**Work to be completed**
Copy out all lines from the entries below in which "stdout" occurs.

**Records from a dataset**
^^^^^^^^

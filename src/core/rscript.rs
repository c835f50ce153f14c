use crate::domain::ports::{ConfigProvider, Engine};
use crate::utils::error::{Result, SchoolDataError};
use async_trait::async_trait;
use regex::Regex;
use std::path::PathBuf;
use std::process::Stdio;
use tokio::process::Command;

pub const DEFAULT_PROGRAM: &str = "Rscript";

// Keep error messages readable: R tracebacks can run to hundreds of lines.
const STDERR_TAIL_LINES: usize = 12;

/// `Engine` backed by an `Rscript` subprocess. One process per evaluation,
/// no state shared between calls; `--vanilla` keeps user profiles and site
/// files out of the picture.
pub struct RscriptEngine<C: ConfigProvider> {
    config: C,
}

impl<C: ConfigProvider> RscriptEngine<C> {
    pub fn new(config: C) -> Self {
        Self { config }
    }

    fn program(&self) -> String {
        self.config
            .rscript_path()
            .map(|p| p.to_string_lossy().into_owned())
            .unwrap_or_else(|| DEFAULT_PROGRAM.to_string())
    }

    fn command(&self) -> Command {
        let mut cmd = Command::new(self.program());
        cmd.stdin(Stdio::null())
            .stdout(Stdio::piped())
            .stderr(Stdio::piped())
            .kill_on_drop(true);

        let lib_paths = self.config.lib_paths();
        if !lib_paths.is_empty() {
            match std::env::join_paths(lib_paths.iter().map(PathBuf::from)) {
                Ok(joined) => {
                    cmd.env("R_LIBS_USER", joined);
                }
                Err(e) => {
                    tracing::warn!("ignoring lib_paths, not joinable: {}", e);
                }
            }
        }
        cmd
    }
}

#[async_trait]
impl<C: ConfigProvider> Engine for RscriptEngine<C> {
    async fn eval(&self, script: &str) -> Result<Vec<u8>> {
        let program = self.program();
        let mut cmd = self.command();
        cmd.arg("--vanilla").arg("-e").arg(script);

        tracing::debug!("spawning {} for a {}-byte snippet", program, script.len());
        let child = cmd.spawn().map_err(|e| spawn_error(&program, e))?;

        let timeout = self.config.timeout();
        let output = match tokio::time::timeout(timeout, child.wait_with_output()).await {
            Ok(result) => result?,
            Err(_) => {
                return Err(SchoolDataError::Timeout {
                    seconds: timeout.as_secs(),
                })
            }
        };

        if !output.status.success() {
            let status = output.status.code().unwrap_or(-1);
            tracing::debug!("{} exited with status {}", program, status);
            return Err(SchoolDataError::EvalFailed {
                status,
                stderr: stderr_tail(&output.stderr, STDERR_TAIL_LINES),
            });
        }

        Ok(output.stdout)
    }

    async fn version(&self) -> Result<String> {
        let program = self.program();
        let mut cmd = self.command();
        cmd.arg("--version");

        let output = cmd.output().await.map_err(|e| spawn_error(&program, e))?;

        // The banner moved from stderr to stdout in R 4.2; read both.
        let mut banner = String::from_utf8_lossy(&output.stdout).into_owned();
        banner.push_str(&String::from_utf8_lossy(&output.stderr));

        parse_version(&banner).ok_or_else(|| SchoolDataError::OutputError {
            message: format!("unrecognised version banner from {}", program),
        })
    }
}

fn spawn_error(program: &str, err: std::io::Error) -> SchoolDataError {
    if err.kind() == std::io::ErrorKind::NotFound {
        SchoolDataError::RuntimeNotFound {
            program: program.to_string(),
        }
    } else {
        SchoolDataError::IoError(err)
    }
}

fn stderr_tail(raw: &[u8], lines: usize) -> String {
    let text = String::from_utf8_lossy(raw);
    let all: Vec<&str> = text.lines().collect();
    let start = all.len().saturating_sub(lines);
    all[start..].join("\n")
}

fn parse_version(banner: &str) -> Option<String> {
    let re = Regex::new(r"(\d+\.\d+\.\d+)").unwrap();
    re.captures(banner).map(|caps| caps[1].to_string())
}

^^^^^^^^

**Solution**
            .stdout(Stdio::piped())
        Ok(output.stdout)
        // The banner moved from stderr to stdout in R 4.2; read both.
        let mut banner = String::from_utf8_lossy(&output.stdout).into_owned();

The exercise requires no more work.